Filter these records by the string "format", copying each line that holds it.

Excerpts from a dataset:
####

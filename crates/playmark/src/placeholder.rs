//! Placeholder markup emitted for interactive blocks, and its decoding.
//!
//! The title and source travel base64-encoded so that quotes, angle brackets
//! and multi-byte characters can never break out of the attribute.

use std::sync::LazyLock;

use base64::Engine as _;
use base64::engine::general_purpose::STANDARD;
use regex::Regex;

use crate::fence::CodeBlockDescriptor;
use crate::{Error, Result};

/// CSS class carried by every placeholder element.
pub const PLACEHOLDER_CLASS: &str = "interactive-code-block";

static PLACEHOLDER_REGEX: LazyLock<Regex> = LazyLock::new(|| {
    Regex::new(
        r#"<div class="interactive-code-block" data-lang="([^"]*)" data-title="([^"]*)" data-code="([^"]*)" data-runnable="([^"]*)"></div>"#,
    )
    .expect("placeholder regex")
});

impl CodeBlockDescriptor {
    /// Render this block as a placeholder element for later hydration.
    pub fn to_placeholder_html(&self) -> String {
        let encoded_title = self
            .title
            .as_deref()
            .map(|t| STANDARD.encode(t.as_bytes()))
            .unwrap_or_default();
        let encoded_code = STANDARD.encode(self.source.as_bytes());

        format!(
            "<div class=\"{}\" data-lang=\"{}\" data-title=\"{}\" data-code=\"{}\" data-runnable=\"{}\"></div>\n",
            PLACEHOLDER_CLASS, self.language, encoded_title, encoded_code, self.runnable
        )
    }

    /// Rebuild a block from the raw attribute values of a placeholder.
    ///
    /// An empty title attribute means "no title".
    pub fn from_placeholder_attributes(
        language: &str,
        title: &str,
        code: &str,
        runnable: &str,
    ) -> Result<Self> {
        let title = if title.is_empty() {
            None
        } else {
            Some(decode_attribute("data-title", title)?)
        };
        let source = decode_attribute("data-code", code)?;
        let runnable = match runnable {
            "true" => true,
            "false" => false,
            other => {
                return Err(Error::Placeholder {
                    attribute: "data-runnable",
                    message: format!("expected \"true\" or \"false\", got {other:?}"),
                });
            }
        };

        Ok(Self {
            language: language.to_string(),
            runnable,
            title,
            source,
        })
    }
}

fn decode_attribute(attribute: &'static str, value: &str) -> Result<String> {
    let bytes = STANDARD.decode(value).map_err(|e| Error::Placeholder {
        attribute,
        message: e.to_string(),
    })?;
    String::from_utf8(bytes).map_err(|e| Error::Placeholder {
        attribute,
        message: e.to_string(),
    })
}

/// Find and decode every placeholder in rendered HTML, in document order.
pub fn extract_placeholders(html: &str) -> Result<Vec<CodeBlockDescriptor>> {
    PLACEHOLDER_REGEX
        .captures_iter(html)
        .map(|caps| {
            CodeBlockDescriptor::from_placeholder_attributes(
                &caps[1], &caps[2], &caps[3], &caps[4],
            )
        })
        .collect()
}

#[cfg(test)]
mod tests {
    use super::*;

    fn block(title: Option<&str>, source: &str) -> CodeBlockDescriptor {
        CodeBlockDescriptor {
            language: "py".to_string(),
            runnable: true,
            title: title.map(str::to_string),
            source: source.to_string(),
        }
    }

    #[test]
    fn test_payload_survives_hostile_characters() {
        let original = block(
            Some("\"Quotes\" & <tags> — 日本語"),
            "print(\"</div><script>alert('x')</script>\")\nprint('héllo ✓')",
        );
        let html = original.to_placeholder_html();

        assert!(!html.contains("<script>"));
        let decoded = extract_placeholders(&html).unwrap();
        assert_eq!(decoded, vec![original]);
    }

    #[test]
    fn test_missing_title_is_none() {
        let html = block(None, "x = 1").to_placeholder_html();
        assert!(html.contains("data-title=\"\""));

        let decoded = extract_placeholders(&html).unwrap();
        assert_eq!(decoded[0].title, None);
    }

    #[test]
    fn test_invalid_base64_is_reported() {
        let err = CodeBlockDescriptor::from_placeholder_attributes("js", "", "!!!", "true")
            .unwrap_err();
        assert!(matches!(
            err,
            Error::Placeholder {
                attribute: "data-code",
                ..
            }
        ));
    }

    #[test]
    fn test_invalid_runnable_flag_is_reported() {
        let err = CodeBlockDescriptor::from_placeholder_attributes("js", "", "", "yes")
            .unwrap_err();
        assert!(matches!(
            err,
            Error::Placeholder {
                attribute: "data-runnable",
                ..
            }
        ));
    }

    #[test]
    fn test_extracts_in_document_order() {
        let first = block(Some("one"), "a");
        let second = CodeBlockDescriptor {
            language: "html".to_string(),
            runnable: false,
            title: None,
            source: "<p>b</p>".to_string(),
        };
        let html = format!(
            "<p>intro</p>{}<p>middle</p>{}",
            first.to_placeholder_html(),
            second.to_placeholder_html()
        );

        assert_eq!(extract_placeholders(&html).unwrap(), vec![first, second]);
    }
}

####

▶ Solved problem:
        format!(
                    message: format!("expected \"true\" or \"false\", got {other:?}"),
        let html = format!(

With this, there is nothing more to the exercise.